Finora hai giocato in Champions, Libertadores e Intercontinentale: che pensi dell'Europa League?
«Sarà un'esperienza nuova e, anche se non è la Champions, so che quesfanno l'UEFA ha dato più importanza e valore a questa competizione. Inoltre la Roma è una delle squadre favorite, con una rosa di grande qualità, e sarà quindi stimolante giocare e sapere che tutti ti vedono come l'avversaria da mettere».
Nicolas, sei un giocatore che ha vinto tantissimo, 18 trofei in carriera: sai quindi bene qual è il segreto del successo...

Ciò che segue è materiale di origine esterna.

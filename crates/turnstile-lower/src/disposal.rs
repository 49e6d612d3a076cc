//! Disposal continuation tracking.
//!
//! While the rewriter walks the body it keeps a stack of "where does
//! disposal go from here" labels. A region with cleanup work pushes the
//! label that leads into that cleanup; a `finally` body pushes `None`
//! because disposal simply falls through it.

use turnstile_ir::LabelId;

use crate::errors::{LoweringErrorKind, LoweringResult};

#[derive(Debug, Default)]
pub struct DisposalTracker {
    stack: Vec<Option<LabelId>>,
}

impl DisposalTracker {
    pub fn new() -> Self {
        Self::default()
    }

    pub fn push(&mut self, target: Option<LabelId>) {
        tracing::trace!(?target, depth = self.stack.len(), "push disposal target");
        self.stack.push(target);
    }

    /// Pop the innermost target, which must be `expected`.
    pub fn pop(&mut self, expected: Option<LabelId>) -> LoweringResult<()> {
        match self.stack.pop() {
            None => Err(LoweringErrorKind::DisposalStackUnderflow.into()),
            Some(found) if found != expected => {
                Err(LoweringErrorKind::DisposalTargetMismatch { expected, found }.into())
            }
            Some(_) => Ok(()),
        }
    }

    /// The active disposal target. `None` both inside a `finally` body and
    /// when nothing was pushed.
    pub fn current(&self) -> Option<LabelId> {
        self.stack.last().copied().flatten()
    }

    pub fn depth(&self) -> usize {
        self.stack.len()
    }

    /// Check that every push was matched by a pop.
    pub fn finish(&self) -> LoweringResult<()> {
        if self.stack.is_empty() {
            Ok(())
        } else {
            Err(LoweringErrorKind::UnbalancedDisposalStack(self.stack.len()).into())
        }
    }
}

/// Anything that owns a [`DisposalTracker`] and can run a nested lowering
/// step with a disposal target in scope.
pub trait DisposalScope {
    fn disposal(&mut self) -> &mut DisposalTracker;

    /// Run `f` with `target` active, restoring the previous target after.
    ///
    /// The pop happens whether `f` succeeds or not; a failure from `f`
    /// takes precedence over a failed pop.
    fn with_target<T>(
        &mut self,
        target: Option<LabelId>,
        f: impl FnOnce(&mut Self) -> LoweringResult<T>,
    ) -> LoweringResult<T>
    where
        Self: Sized,
    {
        self.disposal().push(target);
        let result = f(self);
        let popped = self.disposal().pop(target);
        let value = result?;
        popped?;
        Ok(value)
    }
}

impl DisposalScope for DisposalTracker {
    fn disposal(&mut self) -> &mut DisposalTracker {
        self
    }
}
//! Generator files from `demos/` through the salsa pipeline and the
//! reference runtime.

use std::path::Path;
use std::rc::Rc;

use insta::assert_snapshot;
use turnstile::{GeneratorFile, GeneratorSource, TurnstileDatabaseImpl, lower_with_diagnostics};
use turnstile_eval::{CancellationToken, CountingSourceFactory, Runtime, Value};
use turnstile_ir::{Flavor, StateMachineType};
use turnstile_lower::AllocatorSeed;

fn demo(name: &str) -> GeneratorFile {
    let path = Path::new(env!("CARGO_MANIFEST_DIR")).join("demos").join(name);
    GeneratorFile::read(&path).unwrap()
}

fn lower(file: GeneratorFile) -> StateMachineType {
    let db = TurnstileDatabaseImpl::default();
    let source = GeneratorSource::new(&db, file.method, file.options);
    let output = lower_with_diagnostics(&db, source);
    assert!(output.diagnostics.is_empty(), "{:?}", output.diagnostics);
    output.machine.unwrap()
}

#[test]
fn test_cleanup_demo() {
    let ty = Rc::new(lower(demo("cleanup.json")));
    assert_snapshot!(ty.states.iter().map(|(state, entry)| format!("{state} {} @ {}", entry.kind, entry.span)).collect::<Vec<_>>().join("\n"), @r"
    -6 yield @ 60..74
    -5 yield @ 40..54
    -4 yield @ 20..34
    ");

    let mut runtime = Runtime::new();
    let instance = runtime.invoke(&ty, vec![]).unwrap();
    let values = runtime.collect(&instance).unwrap();
    assert_eq!(Value::list(values).to_string(), "[1, 2, 3]");
    assert_eq!(runtime.take_log(), ["cleanup"]);

    let instance = runtime.invoke(&ty, vec![]).unwrap();
    assert!(runtime.move_next(&instance).unwrap());
    assert!(runtime.move_next(&instance).unwrap());
    runtime.request_dispose(&instance).unwrap();
    assert_eq!(runtime.take_log(), ["cleanup"]);
}

#[test]
fn test_countdown_demo() {
    let ty = Rc::new(lower(demo("countdown.json")));
    assert_eq!(ty.flavor, Flavor::Reiterable);
    let names: Vec<_> = ty.fields.iter().map(|field| field.name.as_str()).collect();
    assert_eq!(
        names,
        [
            "state",
            "current",
            "dispose_mode",
            "awaiter",
            "param.from",
            "param.token",
            "proxy.from",
            "proxy.token",
            "hoisted.n",
            "combined_tokens",
        ]
    );

    let factory = CountingSourceFactory::new();
    let mut runtime = Runtime::with_factory(factory.clone());
    let enumerable = runtime
        .invoke(&ty, vec![Value::Int(3), Value::Token(CancellationToken::new())])
        .unwrap();

    let first = runtime
        .get_enumerator(&enumerable, Some(CancellationToken::new()))
        .unwrap();
    let second = runtime.get_enumerator(&enumerable, None).unwrap();
    assert_eq!(Value::list(runtime.collect(&first).unwrap()).to_string(), "[3, 2, 1]");
    assert!(runtime.move_next(&second).unwrap());
    runtime.request_dispose(&second).unwrap();

    // Only the first enumerator received a second token to link.
    assert_eq!((factory.created(), factory.disposed()), (1, 1));
}

#[test]
fn test_recompile_with_seed_from_debug_map() {
    let file = demo("cleanup.json");
    let first = lower(file.clone());

    let mut edited = file;
    edited.options.allocator_seed = Some(AllocatorSeed::from_debug_map(&first.states));
    let second = lower(edited);
    assert_eq!(first.states, second.states);
}

#[test]
fn test_generator_file_round_trips_through_json() {
    let file = demo("countdown.json");
    let text = file.to_json().unwrap();
    assert_eq!(GeneratorFile::from_json(&text).unwrap(), file);
}
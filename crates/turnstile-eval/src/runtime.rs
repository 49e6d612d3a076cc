//! Host side of a synthesized state machine: the consumer that calls
//! MoveNext, Current and Dispose, plus the host functions user code calls.

use std::rc::Rc;

use turnstile_ir::{Flavor, Outcome, StateMachineType};

use crate::cancellation::{CancellationSourceFactory, CancellationToken, CountingSourceFactory};
use crate::errors::{EvalError, EvalResult};
use crate::exec::{Exit, Frame};
use crate::value::{Instance, Task, Value};

const DEFAULT_STEP_LIMIT: usize = 1_000_000;

pub struct Runtime {
    pub(crate) log: Vec<String>,
    pub(crate) pending: Vec<Task>,
    pub(crate) factory: Box<dyn CancellationSourceFactory>,
    step_limit: usize,
    steps: usize,
}

impl Default for Runtime {
    fn default() -> Self {
        Self::new()
    }
}

impl Runtime {
    pub fn new() -> Self {
        Self::with_factory(CountingSourceFactory::new())
    }

    pub fn with_factory(factory: impl CancellationSourceFactory + 'static) -> Self {
        Runtime {
            log: Vec::new(),
            pending: Vec::new(),
            factory: Box::new(factory),
            step_limit: DEFAULT_STEP_LIMIT,
            steps: 0,
        }
    }

    /// Statements one host call may execute before it is aborted.
    pub fn with_step_limit(mut self, limit: usize) -> Self {
        self.step_limit = limit;
        self
    }

    /// Lines written by `log(...)`, oldest first.
    pub fn log(&self) -> &[String] {
        &self.log
    }

    pub fn take_log(&mut self) -> Vec<String> {
        std::mem::take(&mut self.log)
    }

    /// Complete every task created by `task(...)` so far.
    /// Returns whether there was anything to complete.
    pub fn run_pending(&mut self) -> bool {
        let mut progressed = false;
        for task in self.pending.drain(..) {
            progressed |= task.settle();
        }
        progressed
    }

    pub(crate) fn tick(&mut self) -> EvalResult<()> {
        self.steps += 1;
        if self.steps > self.step_limit {
            return Err(EvalError::StepLimit(self.step_limit));
        }
        Ok(())
    }

    fn begin(&mut self) {
        self.steps = 0;
    }

    /// Call the rewritten generator method: construct the machine without
    /// running any user code.
    #[tracing::instrument(level = "debug", skip_all, fields(machine = %ty.name))]
    pub fn invoke(&mut self, ty: &Rc<StateMachineType>, args: Vec<Value>) -> EvalResult<Instance> {
        self.begin();
        let mut frame = Frame::new(ty.clone(), None, &ty.kickoff, args);
        expect_instance(self.run_body(&ty.kickoff, &mut frame)?)
    }

    /// One physical Advance. Pending outcomes are handed back as they are.
    pub fn advance(&mut self, instance: &Instance) -> EvalResult<Outcome> {
        self.begin();
        let outcome = self.advance_raw(instance)?;
        tracing::trace!(%outcome, state = ?instance.state(), "advance");
        Ok(outcome)
    }

    /// MoveNext as a synchronous consumer sees it: awaits are completed by
    /// running pending work until the machine produces or finishes.
    pub fn move_next(&mut self, instance: &Instance) -> EvalResult<bool> {
        loop {
            match self.advance(instance)? {
                Outcome::Produced => return Ok(true),
                Outcome::Finished => return Ok(false),
                Outcome::Pending => {
                    if !self.run_pending() {
                        return Err(EvalError::Stalled);
                    }
                }
            }
        }
    }

    pub fn current(&mut self, instance: &Instance) -> EvalResult<Value> {
        self.begin();
        let ty = instance.ty();
        let mut frame = Frame::new(ty.clone(), Some(instance.clone()), &ty.current, vec![]);
        match self.run_body(&ty.current, &mut frame)? {
            Exit::Value(value) => Ok(value),
            Exit::Outcome(_) => Err(EvalError::MissingReturn),
        }
    }

    /// Dispose. Runs the pending `finally` clauses of a suspended machine;
    /// a no-op on a finished one.
    #[tracing::instrument(level = "debug", skip_all, fields(state = ?instance.state()))]
    pub fn request_dispose(&mut self, instance: &Instance) -> EvalResult<()> {
        self.begin();
        let ty = instance.ty();
        let body = &ty.request_dispose;
        let mut frame = Frame::new(ty.clone(), Some(instance.clone()), body, vec![]);
        self.run_body(body, &mut frame)?;
        Ok(())
    }

    /// GetEnumerator of a re-iterable machine.
    pub fn get_enumerator(
        &mut self,
        instance: &Instance,
        token: Option<CancellationToken>,
    ) -> EvalResult<Instance> {
        self.begin();
        let ty = instance.ty();
        let body = match (&ty.get_enumerator, ty.flavor) {
            (Some(body), Flavor::Reiterable) => body,
            _ => return Err(EvalError::NotReiterable(ty.name.clone())),
        };
        let token = token.map_or(Value::Null, Value::Token);
        let mut frame = Frame::new(ty.clone(), Some(instance.clone()), body, vec![token]);
        expect_instance(self.run_body(body, &mut frame)?)
    }

    /// Iterate to the end, collecting every produced value. The machine is
    /// disposed afterwards, as a `foreach` would.
    pub fn collect(&mut self, instance: &Instance) -> EvalResult<Vec<Value>> {
        let mut values = Vec::new();
        let result = loop {
            match self.move_next(instance) {
                Ok(true) => match self.current(instance) {
                    Ok(value) => values.push(value),
                    Err(err) => break Err(err),
                },
                Ok(false) => break Ok(()),
                Err(err) => break Err(err),
            }
        };
        result?;
        self.request_dispose(instance)?;
        Ok(values)
    }
}

fn expect_instance(exit: Exit) -> EvalResult<Instance> {
    match exit {
        Exit::Value(Value::Instance(instance)) => Ok(instance),
        Exit::Value(other) => Err(EvalError::type_error("instance", &other)),
        Exit::Outcome(_) => Err(EvalError::MissingReturn),
    }
}
//! Runtime values of the reference runtime.

use std::cell::RefCell;
use std::fmt;
use std::rc::Rc;

use turnstile_ir::{FieldId, FieldKind, StateMachineType};

use crate::cancellation::{CancellationToken, LinkedTokenSource};

#[derive(Debug, Clone, Default)]
pub enum Value {
    #[default]
    Null,
    Int(i64),
    Bool(bool),
    Str(Rc<str>),
    List(Rc<RefCell<Vec<Value>>>),
    Task(Task),
    Token(CancellationToken),
    Source(Rc<RefCell<Box<dyn LinkedTokenSource>>>),
    Instance(Instance),
}

impl fmt::Display for Value {
    fn fmt(&self, f: &mut fmt::Formatter<'_>) -> fmt::Result {
        match self {
            Value::Null => write!(f, "null"),
            Value::Int(n) => write!(f, "{n}"),
            Value::Bool(b) => write!(f, "{b}"),
            Value::Str(s) => write!(f, "{s}"),
            Value::List(items) => {
                let items: Vec<_> = items.borrow().iter().map(|item| item.to_string()).collect();
                write!(f, "[{}]", items.join(", "))
            }
            Value::Task(task) => write!(f, "<task {}>", task.status()),
            Value::Token(token) => write!(f, "{token}"),
            Value::Source(_) => write!(f, "<linked token source>"),
            Value::Instance(instance) => write!(f, "<{}>", instance.ty().name),
        }
    }
}

impl Value {
    pub fn str(value: &str) -> Self {
        Value::Str(value.into())
    }

    pub fn list(items: Vec<Value>) -> Self {
        Value::List(Rc::new(RefCell::new(items)))
    }

    pub fn is_null(&self) -> bool {
        matches!(self, Value::Null)
    }

    /// Conditions accept booleans, and `null` as false.
    pub fn is_truthy(&self) -> Option<bool> {
        match self {
            Value::Bool(b) => Some(*b),
            Value::Null => Some(false),
            _ => None,
        }
    }

    /// Equality of the lowered tree: structural for scalars, identity for
    /// everything that lives on the heap.
    pub fn equals(&self, other: &Value) -> bool {
        match (self, other) {
            (Value::Null, Value::Null) => true,
            (Value::Int(a), Value::Int(b)) => a == b,
            (Value::Bool(a), Value::Bool(b)) => a == b,
            (Value::Str(a), Value::Str(b)) => a == b,
            (Value::List(a), Value::List(b)) => Rc::ptr_eq(a, b),
            (Value::Task(a), Value::Task(b)) => a.ptr_eq(b),
            (Value::Token(a), Value::Token(b)) => a == b,
            (Value::Source(a), Value::Source(b)) => Rc::ptr_eq(a, b),
            (Value::Instance(a), Value::Instance(b)) => a.ptr_eq(b),
            _ => false,
        }
    }

    pub fn type_name(&self) -> &'static str {
        match self {
            Value::Null => "null",
            Value::Int(_) => "int",
            Value::Bool(_) => "bool",
            Value::Str(_) => "string",
            Value::List(_) => "list",
            Value::Task(_) => "task",
            Value::Token(_) => "token",
            Value::Source(_) => "token source",
            Value::Instance(_) => "instance",
        }
    }
}

impl From<i64> for Value {
    fn from(value: i64) -> Self {
        Value::Int(value)
    }
}

impl From<bool> for Value {
    fn from(value: bool) -> Self {
        Value::Bool(value)
    }
}

impl From<&str> for Value {
    fn from(value: &str) -> Self {
        Value::str(value)
    }
}

#[derive(Debug, Clone)]
pub(crate) enum TaskStatus {
    /// Settles to the value once the runtime runs pending work.
    Pending(Value),
    Completed(Value),
    Faulted(Value),
}

/// An awaitable. The task doubles as its own awaiter.
#[derive(Debug, Clone)]
pub struct Task(Rc<RefCell<TaskStatus>>);

impl Task {
    pub(crate) fn new(status: TaskStatus) -> Self {
        Task(Rc::new(RefCell::new(status)))
    }

    pub fn is_completed(&self) -> bool {
        !matches!(*self.0.borrow(), TaskStatus::Pending(_))
    }

    pub(crate) fn status(&self) -> &'static str {
        match *self.0.borrow() {
            TaskStatus::Pending(_) => "pending",
            TaskStatus::Completed(_) => "completed",
            TaskStatus::Faulted(_) => "faulted",
        }
    }

    pub(crate) fn outcome(&self) -> TaskStatus {
        self.0.borrow().clone()
    }

    /// Complete a pending task. Returns whether anything changed.
    pub(crate) fn settle(&self) -> bool {
        let mut status = self.0.borrow_mut();
        match &*status {
            TaskStatus::Pending(value) => {
                *status = TaskStatus::Completed(value.clone());
                true
            }
            _ => false,
        }
    }

    fn ptr_eq(&self, other: &Task) -> bool {
        Rc::ptr_eq(&self.0, &other.0)
    }
}

/// A live state-machine object.
#[derive(Clone)]
pub struct Instance(Rc<RefCell<InstanceData>>);

struct InstanceData {
    ty: Rc<StateMachineType>,
    fields: Vec<Value>,
}

impl fmt::Debug for Instance {
    fn fmt(&self, f: &mut fmt::Formatter<'_>) -> fmt::Result {
        f.debug_tuple("Instance").field(&self.ty().name).finish()
    }
}

impl Instance {
    pub fn new(ty: Rc<StateMachineType>) -> Self {
        let fields = vec![Value::Null; ty.fields.len()];
        Instance(Rc::new(RefCell::new(InstanceData { ty, fields })))
    }

    pub fn ty(&self) -> Rc<StateMachineType> {
        self.0.borrow().ty.clone()
    }

    pub fn get(&self, field: FieldId) -> Option<Value> {
        self.0.borrow().fields.get(field.0 as usize).cloned()
    }

    pub fn set(&self, field: FieldId, value: Value) -> bool {
        match self.0.borrow_mut().fields.get_mut(field.0 as usize) {
            Some(slot) => {
                *slot = value;
                true
            }
            None => false,
        }
    }

    pub fn field_by_name(&self, name: &str) -> Option<Value> {
        let id = self.ty().field_by_name(name)?.id;
        self.get(id)
    }

    /// Current resume state, when the state field holds one.
    pub fn state(&self) -> Option<i64> {
        let id = self.ty().field_of_kind(FieldKind::State)?.id;
        match self.get(id)? {
            Value::Int(state) => Some(state),
            _ => None,
        }
    }

    pub fn ptr_eq(&self, other: &Instance) -> bool {
        Rc::ptr_eq(&self.0, &other.0)
    }
}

«L'aver vinto non è importante se, quando si arriva in un nuovo ambiente, non si ha la voglia e la volontà di proseguire a farlo. Le vittorie ti servono come esperienza, ma in ogni contesto nuovo si deve crescere sempre: così è accaduto quando sono arrivato al Boca, lo stesso quando sono giunto all'lnter e quindi accadrà ora che sono qui a Trigoria. Ripeto, sono convinto che questo passaggio da Milano a Roma sia quello giusto per continuare al meglio la mia carriera e sono sicuro che, lavorando bene e con la mentalità giusta con questo gruppo, possiamo fare cose importanti anche qui».
Premesso che vincere è sempre bello, qual è la vittoria che ricordi con più gioia?
«La vittoria a Tokyo contro il Milan ai rigori nel 2003, una gioia indescrivibile anche perché non eravamo favoriti. Poi non dimenticherò mai l'oro alle olimpiadi di Atene nel 2004 e anche l'altro successo in Coppa Intercontinentale del 2000 contro il Real Madrid. Ma, come dici tu, ogni successo ha un sapore diverso e a suo modo speciale...».
Chiudiamo con il capitolo Argentina: il tuo rapporto con la maglia della "Albiceleste" è praticamente ininterrotto da sempre... come va la squadra con Maradona CT?
«È vero, ho sempre avuto l'onore di difendere i colori del mio paese. In Nazionale maggiore il passaggio da Pekerman al nuovo tecnico ha portato molti cambiamenti, come normale che sia. Penso che Maradona ha saputo gestire molto bene un gruppo pieno di campioni: non è facile tenere in panchina o comunque ruotare una rosa così importante. Il fatto di aver giocato tanto in Italia col Napoli lo ha sicuramente influenzato nel modo di impostare la squadra in campo. Tutti noi abbiamo molta fiducia in lui, anche perché è bravo a usare le parole giuste con ognuno di noi».
Nel 2006 in Germania sei stato titolare: arrivare a Roma è la scelta giusta per ripetersi anche in Sudafrica?
«Anche Bruno Conti, appena arrivato qui, mi ha detto la stessa cosa, ma io penso che le due questioni non siano assolutamente legate: anche nei miei cinque anni all'lnter, in cui non ho giocato sempre dal primo minuto, in Nazionale invece sono stato sempre regolarmente convocato. La mia scelta di Roma è legata solo ed esclusivamente alla mia volontà di vestire la maglia di questo club che stimo da sempre e che è uno dei migliori in circolazione».